The day that inspired my love for pickles happened like any other. We were herded into the cafeteria and handed our trays of mysteries. Every day we would sit at our same little table and have the same little ritual. The queen bee, she of the puffiest of coats, would scan the tray with a crinkled up nose. Since it was a public school lunch and had little variation (or nutrition tbh) there was almost always a small pile of pickles as a side item.
This of course was seen as the greatest offense and loudly protested by my tablemates. As each girl flicked the offending pickle chips onto a separate plate with a fork and a sneer I would watch with sad eyes. Secretly, I loved pickles. At home I would eat them out of the jar but here the pressure was on and the stakes were high. I would silently add my pickles to the pile and pretend I shared their angst. I would always feel guilty when they made me take the plate up to dump them in the trash. I knew it was wasteful and that I was not being true to myself, but I was so afraid of the alienation I had already felt that I was determined to do anything to keep myself a part of the group.

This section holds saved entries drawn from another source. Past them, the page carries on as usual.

//! Fragment header and fragmenter for the video datagram stream
//!
//! Fragment header is 8 bytes, network byte order:
//! - Bytes 0-3: Frame ID (BE)
//! - Bytes 4-5: Fragment index (BE)
//! - Bytes 6-7: Fragment count (BE)
//!
//! The payload that follows is a contiguous slice of one encoded frame.

use bytes::{BufMut, Bytes, BytesMut};

use xrlink_core::{XrlinkError, XrlinkResult, FRAGMENT_HEADER_SIZE, MAX_FRAGMENTS_PER_FRAME};

/// Fragment header structure
#[derive(Clone, Copy, Debug, PartialEq, Eq, Default)]
pub struct FragmentHeader {
    /// Wrapping counter identifying the encoded frame
    pub frame_id: u32,
    /// Position of this fragment within the frame
    pub fragment_index: u16,
    /// Total fragments for the frame
    pub fragment_count: u16,
}

impl FragmentHeader {
    pub fn new(frame_id: u32, fragment_index: u16, fragment_count: u16) -> Self {
        FragmentHeader {
            frame_id,
            fragment_index,
            fragment_count,
        }
    }

    /// Parse header from bytes
    pub fn parse(buf: &[u8]) -> XrlinkResult<Self> {
        if buf.len() < FRAGMENT_HEADER_SIZE {
            return Err(XrlinkError::BufferTooShort {
                expected: FRAGMENT_HEADER_SIZE,
                actual: buf.len(),
            });
        }

        let frame_id = u32::from_be_bytes([buf[0], buf[1], buf[2], buf[3]]);
        let fragment_index = u16::from_be_bytes([buf[4], buf[5]]);
        let fragment_count = u16::from_be_bytes([buf[6], buf[7]]);

        if fragment_index >= fragment_count {
            return Err(XrlinkError::InvalidWireFormat(format!(
                "fragment index {} out of range for count {}",
                fragment_index, fragment_count
            )));
        }

        Ok(FragmentHeader {
            frame_id,
            fragment_index,
            fragment_count,
        })
    }

    /// Serialize header into the front of `buf`
    pub fn serialize(&self, buf: &mut [u8]) -> XrlinkResult<()> {
        if buf.len() < FRAGMENT_HEADER_SIZE {
            return Err(XrlinkError::BufferTooShort {
                expected: FRAGMENT_HEADER_SIZE,
                actual: buf.len(),
            });
        }

        buf[0..4].copy_from_slice(&self.frame_id.to_be_bytes());
        buf[4..6].copy_from_slice(&self.fragment_index.to_be_bytes());
        buf[6..8].copy_from_slice(&self.fragment_count.to_be_bytes());

        Ok(())
    }

    pub fn to_bytes(&self) -> [u8; FRAGMENT_HEADER_SIZE] {
        let mut buf = [0u8; FRAGMENT_HEADER_SIZE];
        buf[0..4].copy_from_slice(&self.frame_id.to_be_bytes());
        buf[4..6].copy_from_slice(&self.fragment_index.to_be_bytes());
        buf[6..8].copy_from_slice(&self.fragment_count.to_be_bytes());
        buf
    }
}

/// One datagram's worth of an encoded frame
#[derive(Clone, Debug, PartialEq, Eq)]
pub struct Fragment {
    pub header: FragmentHeader,
    pub payload: Bytes,
}

impl Fragment {
    /// Header followed by payload, ready for a single UDP send
    pub fn to_datagram(&self) -> Bytes {
        let mut buf = BytesMut::with_capacity(FRAGMENT_HEADER_SIZE + self.payload.len());
        buf.put_slice(&self.header.to_bytes());
        buf.put_slice(&self.payload);
        buf.freeze()
    }

    /// Parse a received datagram
    pub fn parse(datagram: &[u8]) -> XrlinkResult<Self> {
        let header = FragmentHeader::parse(datagram)?;
        Ok(Fragment {
            header,
            payload: Bytes::copy_from_slice(&datagram[FRAGMENT_HEADER_SIZE..]),
        })
    }

    /// Size on the wire
    pub fn size(&self) -> usize {
        FRAGMENT_HEADER_SIZE + self.payload.len()
    }
}

/// Number of fragments needed for `len` bytes: `ceil(len / max_payload)`
#[inline]
pub fn fragment_count(len: usize, max_payload: usize) -> usize {
    len.div_ceil(max_payload)
}

/// Split an encoded frame into ordered, contiguous fragments.
///
/// Every fragment but the last carries exactly `max_payload` bytes. All
/// fragments share `frame_id` and `fragment_count`. An empty buffer yields
/// no fragments.
pub fn fragment(data: &Bytes, frame_id: u32, max_payload: usize) -> XrlinkResult<Vec<Fragment>> {
    if max_payload == 0 {
        return Err(XrlinkError::InvalidConfig(
            "max_payload must be greater than zero".into(),
        ));
    }

    let count = fragment_count(data.len(), max_payload);
    if count > MAX_FRAGMENTS_PER_FRAME {
        return Err(XrlinkError::FragmentOverflow {
            required: count,
            max: MAX_FRAGMENTS_PER_FRAME,
        });
    }

    let fragments = (0..count)
        .map(|idx| {
            let start = idx * max_payload;
            let end = (start + max_payload).min(data.len());
            Fragment {
                header: FragmentHeader::new(frame_id, idx as u16, count as u16),
                payload: data.slice(start..end),
            }
        })
        .collect();

    Ok(fragments)
}
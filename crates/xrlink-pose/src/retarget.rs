//! Closed-form retargeting onto a 7-DOF robotic hand
//!
//! The target hand drives six actuators: two on the thumb and one on each
//! remaining finger. Each angle is read directly off one joint's geometry
//! relative to the wrist, then clamped to the actuator's travel.
//!
//! The bounds and offsets are hardware calibration and are applied verbatim.

use std::f64::consts::{PI, TAU};

use crate::skeleton::{FingerGroup, HandPose, Handedness};
use crate::transform::JointTransform;

/// Output order of [`RetargetedJoints`]
pub const JOINT_NAMES: [&str; 6] = ["thumb_base", "thumb_tip", "index", "middle", "ring", "little"];

/// Per-joint divisor for the normalized output, degrees
pub const NORMALIZATION_RANGE_DEG: [f64; 6] = [70.0, 50.0, 180.0, 180.0, 180.0, 180.0];

/// Angles above this are a wrapped small negative and read as fully open
const WRAP_THRESHOLD_DEG: f64 = 270.0;

/// Thumb base: `thumb[1]`
const THUMB_BASE: (FingerGroup, usize) = (FingerGroup::Thumb, 1);
/// Thumb tip: `thumb[3]`
const THUMB_TIP: (FingerGroup, usize) = (FingerGroup::Thumb, 3);
/// Distal joint sampled on the four fingers
const DISTAL: usize = 4;

const FINGERS: [FingerGroup; 4] = [
    FingerGroup::Index,
    FingerGroup::Middle,
    FingerGroup::Ring,
    FingerGroup::Little,
];

/// Clamp profile of one actuator
#[derive(Debug, Clone, Copy, PartialEq, Eq)]
pub enum JointLimit {
    /// `[-10°, 60°]`
    ThumbBase,
    /// `[0°, 50°]`, wrapped negatives read as 0
    ThumbTip,
    /// `[0°, 180°]`, wrapped negatives read as 0
    Finger,
}

impl JointLimit {
    /// `(min, max)` in radians
    pub fn bounds(self) -> (f64, f64) {
        match self {
            JointLimit::ThumbBase => ((-10.0f64).to_radians(), 60.0f64.to_radians()),
            JointLimit::ThumbTip => (0.0, 50.0f64.to_radians()),
            JointLimit::Finger => (0.0, 180.0f64.to_radians()),
        }
    }

    pub fn clamp(self, angle: f64) -> f64 {
        let (min, max) = self.bounds();
        match self {
            JointLimit::ThumbBase => {
                if angle < min {
                    min
                } else if angle > max {
                    max
                } else {
                    angle
                }
            }
            JointLimit::ThumbTip | JointLimit::Finger => {
                if angle > WRAP_THRESHOLD_DEG.to_radians() || angle < min {
                    0.0
                } else if angle > max {
                    max
                } else {
                    angle
                }
            }
        }
    }
}

/// Six actuator angles in [`JOINT_NAMES`] order
#[derive(Debug, Clone, Copy, PartialEq)]
pub struct RetargetedJoints {
    /// Radians
    pub angles: [f64; 6],
    /// `angles` divided by [`NORMALIZATION_RANGE_DEG`]. Roughly `[0, 1]`; the
    /// thumb base can dip below 0 since its clamp starts at -10°.
    pub normalized: [f64; 6],
}

impl RetargetedJoints {
    pub fn from_angles(angles: [f64; 6]) -> Self {
        let mut normalized = [0.0; 6];
        for (n, (a, range)) in normalized
            .iter_mut()
            .zip(angles.iter().zip(NORMALIZATION_RANGE_DEG.iter()))
        {
            *n = a / range.to_radians();
        }
        Self { angles, normalized }
    }

    pub fn degrees(&self) -> [f64; 6] {
        self.angles.map(f64::to_degrees)
    }

    pub fn thumb_base(&self) -> f64 {
        self.angles[0]
    }

    pub fn thumb_tip(&self) -> f64 {
        self.angles[1]
    }

    /// Index, middle, ring, little
    pub fn fingers(&self) -> [f64; 4] {
        [self.angles[2], self.angles[3], self.angles[4], self.angles[5]]
    }
}

/// Map into `[0, 2π)`
#[inline]
pub fn wrap_to_two_pi(angle: f64) -> f64 {
    angle.rem_euclid(TAU)
}

/// Angle of the translation in the y-z plane: `atan2(t_z, t_y)`
#[inline]
pub fn x_angle_from_position(t: &JointTransform) -> f64 {
    t.position.z.atan2(t.position.y)
}

/// Angle of the local x axis in the x-z plane: `atan2(n_z, n_x)`
#[inline]
pub fn y_angle_from_x_axis(t: &JointTransform) -> f64 {
    let n = t.x_axis();
    n.z.atan2(n.x)
}

/// Thumb base angle from `thumb[1]` in the wrist frame.
///
/// The two hands are mirror images, so the left takes a half-turn offset and
/// the right a sign flip.
pub fn thumb_base_angle(in_wrist: &JointTransform, hand: Handedness) -> f64 {
    let x = x_angle_from_position(in_wrist);
    let raw = match hand {
        Handedness::Left => wrap_to_two_pi(x - PI),
        Handedness::Right => wrap_to_two_pi(-x),
    };
    JointLimit::ThumbBase.clamp(raw)
}

/// Thumb tip angle from `thumb[3]` expressed in `thumb[1]`'s frame
pub fn thumb_tip_angle(tip_in_base: &JointTransform) -> f64 {
    JointLimit::ThumbTip.clamp(-y_angle_from_x_axis(tip_in_base))
}

/// Flexion of one finger from its distal joint in the wrist frame
pub fn finger_angle(distal_in_wrist: &JointTransform) -> f64 {
    JointLimit::Finger.clamp(wrap_to_two_pi(-y_angle_from_x_axis(distal_in_wrist)))
}

/// Retarget one hand.
///
/// The headset reports every joint below the wrist already expressed in the
/// wrist's frame, so each sampled joint is read as sent ([`HandPose::offset`])
/// rather than composed down the bone tree. Either chain mode gives the same
/// result.
pub fn retarget(pose: &HandPose, hand: Handedness) -> RetargetedJoints {
    let in_wrist = |(group, local): (FingerGroup, usize)| {
        group
            .joint(local)
            .and_then(|i| pose.offset(i))
            .unwrap_or_default()
    };

    let base = in_wrist(THUMB_BASE);
    let tip = in_wrist(THUMB_TIP);

    let mut angles = [0.0; 6];
    angles[0] = thumb_base_angle(&base, hand);
    angles[1] = thumb_tip_angle(&tip.relative_to(&base));
    for (slot, finger) in angles[2..].iter_mut().zip(FINGERS) {
        *slot = finger_angle(&in_wrist((finger, DISTAL)));
    }

    RetargetedJoints::from_angles(angles)
}

#[cfg(test)]
mod tests {
    use super::*;
    use crate::axis::AxisConversion;
    use crate::skeleton::{recover_hand, ChainMode};
    use nalgebra::{Matrix3, Rotation3, Vector3};
    use proptest::prelude::*;
    use xrlink_core::HAND_JOINT_COUNT;
    use xrlink_wire::{HandChain, RawJoint};

    const EPS: f64 = 1e-5;

    fn rot_x(theta: f64) -> [f32; 4] {
        [(theta / 2.0).sin() as f32, 0.0, 0.0, (theta / 2.0).cos() as f32]
    }

    /// Device-axis offset that lands on `target` in robot axes
    fn device_offset(target: Vector3<f64>) -> [f32; 3] {
        let s = AxisConversion::device_to_robot().matrix().transpose() * target;
        [s.x as f32, s.y as f32, s.z as f32]
    }

    fn pose_from(chain: &HandChain) -> HandPose {
        recover_hand(chain, ChainMode::Absolute, &AxisConversion::device_to_robot())
    }

    #[test]
    fn test_clamp_bounds() {
        let deg = f64::to_radians;
        assert_eq!(JointLimit::ThumbBase.clamp(deg(-30.0)), deg(-10.0));
        assert_eq!(JointLimit::ThumbBase.clamp(deg(75.0)), deg(60.0));
        assert_eq!(JointLimit::ThumbBase.clamp(deg(20.0)), deg(20.0));

        assert_eq!(JointLimit::ThumbTip.clamp(deg(300.0)), 0.0);
        assert_eq!(JointLimit::ThumbTip.clamp(deg(-5.0)), 0.0);
        assert_eq!(JointLimit::ThumbTip.clamp(deg(70.0)), deg(50.0));

        assert_eq!(JointLimit::Finger.clamp(deg(271.0)), 0.0);
        assert_eq!(JointLimit::Finger.clamp(deg(200.0)), deg(180.0));
        assert_eq!(JointLimit::Finger.clamp(deg(90.0)), deg(90.0));
    }

    #[test]
    fn test_normalization_keeps_asymmetry() {
        let mut angles = [0.0; 6];
        angles[0] = (-10.0f64).to_radians();
        angles[2] = 90.0f64.to_radians();
        let out = RetargetedJoints::from_angles(angles);
        assert!((out.normalized[0] - (-10.0 / 70.0)).abs() < 1e-12);
        assert!((out.normalized[2] - 0.5).abs() < 1e-12);
    }

    #[test]
    fn test_distal_joint_matches_formula() {
        // identity wrist, distal joint one unit along y in the wrist frame
        let mut joints = [JointTransform::identity(); HAND_JOINT_COUNT];
        joints[10] = JointTransform::new(Vector3::new(0.0, 1.0, 0.0), Matrix3::identity());
        let pose = HandPose::from_joints(ChainMode::Absolute, joints);

        let expected = JointLimit::Finger.clamp(wrap_to_two_pi(-(0.0f64).atan2(1.0)));
        let out = retarget(&pose, Handedness::Right);
        assert!((out.angles[2] - expected).abs() < EPS);
        assert_eq!(out.angles[2], 0.0);
    }

    #[test]
    fn test_distal_joint_flexion() {
        let mut joints = [JointTransform::identity(); HAND_JOINT_COUNT];
        joints[15] = JointTransform::new(
            Vector3::new(0.0, 1.0, 0.0),
            Rotation3::from_axis_angle(&Vector3::y_axis(), 0.8).into_inner(),
        );
        let pose = HandPose::from_joints(ChainMode::Absolute, joints);
        let out = retarget(&pose, Handedness::Left);
        assert!((out.angles[3] - 0.8).abs() < EPS);
    }

    #[test]
    fn test_finger_curl_through_chain() {
        let theta = 40.0f64.to_radians();
        let mut chain = HandChain::default();
        chain.joints[10] = RawJoint::new([0.0, 0.0, 0.03], rot_x(theta));
        chain.joints[25] = RawJoint::new([0.0, 0.0, 0.03], rot_x(-theta));

        let out = retarget(&pose_from(&chain), Handedness::Right);
        assert!((out.angles[2] - theta).abs() < EPS);
        // bent backwards wraps above 270° and reads as open
        assert_eq!(out.angles[5], 0.0);
    }

    #[test]
    fn test_thumb_base_right() {
        let mut chain = HandChain::default();
        chain.joints[3] = RawJoint::new(device_offset(Vector3::new(0.0, 0.866_025, -0.5)), [0.0, 0.0, 0.0, 1.0]);

        let out = retarget(&pose_from(&chain), Handedness::Right);
        assert!((out.thumb_base() - 30.0f64.to_radians()).abs() < EPS);
    }

    #[test]
    fn test_thumb_base_left_is_mirrored() {
        let mut chain = HandChain::default();
        chain.joints[3] = RawJoint::new(device_offset(Vector3::new(0.0, -0.866_025, -0.5)), [0.0, 0.0, 0.0, 1.0]);

        let out = retarget(&pose_from(&chain), Handedness::Left);
        assert!((out.thumb_base() - 30.0f64.to_radians()).abs() < EPS);
    }

    #[test]
    fn test_thumb_tip_relative_to_base() {
        let base = 0.5;
        let mut chain = HandChain::default();
        // both joints arrive in the wrist frame; only their difference counts
        chain.joints[3] = RawJoint::new([0.0, 0.0, 0.02], rot_x(base));
        chain.joints[5] = RawJoint::new([0.0, 0.0, 0.04], rot_x(base + 30.0f64.to_radians()));

        let out = retarget(&pose_from(&chain), Handedness::Right);
        assert!((out.thumb_tip() - 30.0f64.to_radians()).abs() < EPS);

        chain.joints[5].rotation = rot_x(base + 70.0f64.to_radians());
        let out = retarget(&pose_from(&chain), Handedness::Right);
        assert!((out.thumb_tip() - 50.0f64.to_radians()).abs() < EPS);

        chain.joints[5].rotation = rot_x(base - 20.0f64.to_radians());
        let out = retarget(&pose_from(&chain), Handedness::Right);
        assert_eq!(out.thumb_tip(), 0.0);
    }

    /// A whole hand as the headset sends it: wrist turned away from the
    /// device axes, every finger joint expressed in the wrist's frame.
    fn wrist_frame_chain(bend: f64) -> HandChain {
        let half = std::f64::consts::FRAC_PI_4;
        // wrist turned 90° about device y
        let wrist = RawJoint::new([0.2, 1.1, 0.4], [0.0, half.sin() as f32, 0.0, half.cos() as f32]);
        let mut chain = HandChain::at_root(wrist);
        for group in [FingerGroup::Index, FingerGroup::Middle, FingerGroup::Ring, FingerGroup::Little] {
            for (k, &j) in group.joints().iter().enumerate() {
                chain.joints[j] = RawJoint::new([0.0, 0.0, 0.02 * (k + 1) as f32], rot_x(bend));
            }
        }
        // thumb splayed 30° below the palm plane, in robot axes
        let splay = Vector3::new(0.0, 0.866_025, -0.5);
        for (k, &j) in FingerGroup::Thumb.joints().iter().enumerate() {
            chain.joints[j] = RawJoint::new(device_offset(splay * 0.025 * (k + 1) as f64), rot_x(bend));
        }
        chain
    }

    #[test]
    fn test_wrist_frame_chain_reads_joints_as_sent() {
        let bend = 20.0f64.to_radians();
        let chain = wrist_frame_chain(bend);
        let conv = AxisConversion::device_to_robot();

        for mode in [ChainMode::Absolute, ChainMode::Relative] {
            let out = retarget(&recover_hand(&chain, mode, &conv), Handedness::Right);
            for (finger, angle) in JOINT_NAMES[2..].iter().zip(out.fingers()) {
                assert!((angle - bend).abs() < EPS, "{:?} {}: {}", mode, finger, angle.to_degrees());
            }
            let splay = 30.0f64.to_radians();
            assert!((out.thumb_base() - splay).abs() < EPS, "{:?}: {}", mode, out.thumb_base().to_degrees());
            // thumb[3] bent like thumb[1]
            assert!(out.thumb_tip().abs() < EPS, "{:?}: {}", mode, out.thumb_tip().to_degrees());
        }
    }

    #[test]
    fn test_rotated_wrist_does_not_leak_into_fingers() {
        let theta = 30.0f64.to_radians();
        let half = std::f64::consts::FRAC_PI_4;
        let mut chain = HandChain::at_root(RawJoint::new(
            [0.0, 1.0, 0.0],
            [0.0, half.sin() as f32, 0.0, half.cos() as f32],
        ));
        chain.joints[10] = RawJoint::new([0.0, 0.0, 0.09], rot_x(theta));

        let conv = AxisConversion::device_to_robot();
        for mode in [ChainMode::Absolute, ChainMode::Relative] {
            let out = retarget(&recover_hand(&chain, mode, &conv), Handedness::Right);
            assert!((out.angles[2] - theta).abs() < EPS, "{:?}", mode);
        }
    }

    #[test]
    fn test_open_hand() {
        let out = retarget(&pose_from(&HandChain::default()), Handedness::Right);
        assert_eq!(out.angles, [0.0; 6]);

        // atan2(0, 0) = 0, minus π wraps to π, clamped to the upper bound
        let out = retarget(&pose_from(&HandChain::default()), Handedness::Left);
        assert!((out.thumb_base() - 60.0f64.to_radians()).abs() < EPS);
    }

    proptest! {
        #[test]
        fn prop_clamp_idempotent(angle in -10.0f64..10.0) {
            for limit in [JointLimit::ThumbBase, JointLimit::ThumbTip, JointLimit::Finger] {
                let once = limit.clamp(angle);
                prop_assert_eq!(limit.clamp(once), once);
                let (min, max) = limit.bounds();
                prop_assert!(once >= min && once <= max);
            }
        }

        #[test]
        fn prop_retarget_output_in_bounds(
            q in prop::array::uniform4(-1.0f32..1.0),
            p in prop::array::uniform3(-0.1f32..0.1),
            idx in 1usize..HAND_JOINT_COUNT,
        ) {
            let mut chain = HandChain::default();
            chain.joints[idx] = RawJoint::new(p, q);
            let out = retarget(&pose_from(&chain), Handedness::Left);
            let limits = [
                JointLimit::ThumbBase,
                JointLimit::ThumbTip,
                JointLimit::Finger,
                JointLimit::Finger,
                JointLimit::Finger,
                JointLimit::Finger,
            ];
            for (angle, limit) in out.angles.iter().zip(limits) {
                let (min, max) = limit.bounds();
                prop_assert!(*angle >= min && *angle <= max);
            }
        }
    }
}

I’m not sure what was different about that particular day (hunger perhaps?), but for some reason or another I just couldn’t take it anymore. When they pushed the plate towards me to go dump it I looked down at it and I remember thinking, “Wow, that’s a huge pile of pickles.”
And reader, I ate them. Truth be told they had never tasted so good. The other girls just stared at me silently and finished their lunches. Things got a lot worse for me after that and I ended up switching schools before 2nd grade started but I never forgot that day. That plate of pickles was my tiny rebellion, my own personal briny barricade. Later, in high school when people would pull my arm hair or pull up my sleeves to point out to everyone that I had shaved it, I still tried to laugh it off and pacify them. I was a champion chameleon and made it my business to affirm, appease, and fit in as much as possible.
It took a few years, but I finally learned that I was never going to be happy living my life for everyone else. Being liked and keeping people happy isn’t worth the toll it takes on your own spirit and your potential. I know the misery it has caused me and I cringe to think about how many people perpetuate the cycle with their actions every day.
I still love pickles btw. Whenever I eat them I’m reminded of that first time I stood up for myself. Even if I struggled afterwards, it was a moment I will always be proud of. No one is meant to be kept down by themselves or by anyone else. A general rule I’ve learnt is that if someone begins a sentence with the words “If you want to be our friend you (insert condition here)” They probably are not worth it. This may seem like a simple lesson and maybe it only applies to children but I see the same thing happening with adults all the time.
Whether it is pretending to hate something the culture has deemed annoying (T. Swift perhaps) or faking interest in whatever everyone else is hyped about (looking at you G.O.T.) it’s no different than tiny Chey offering up her pickles to the plate of peer pressure. Whether it’s overtly stated or not, if you’re in a situation where you’re sculpting how you act around another person’s demands it’s not a healthy place to be.
Take some advice from myself, the ladies of SNL, or Joe/Eleanor Roosevelt and find a way to be free.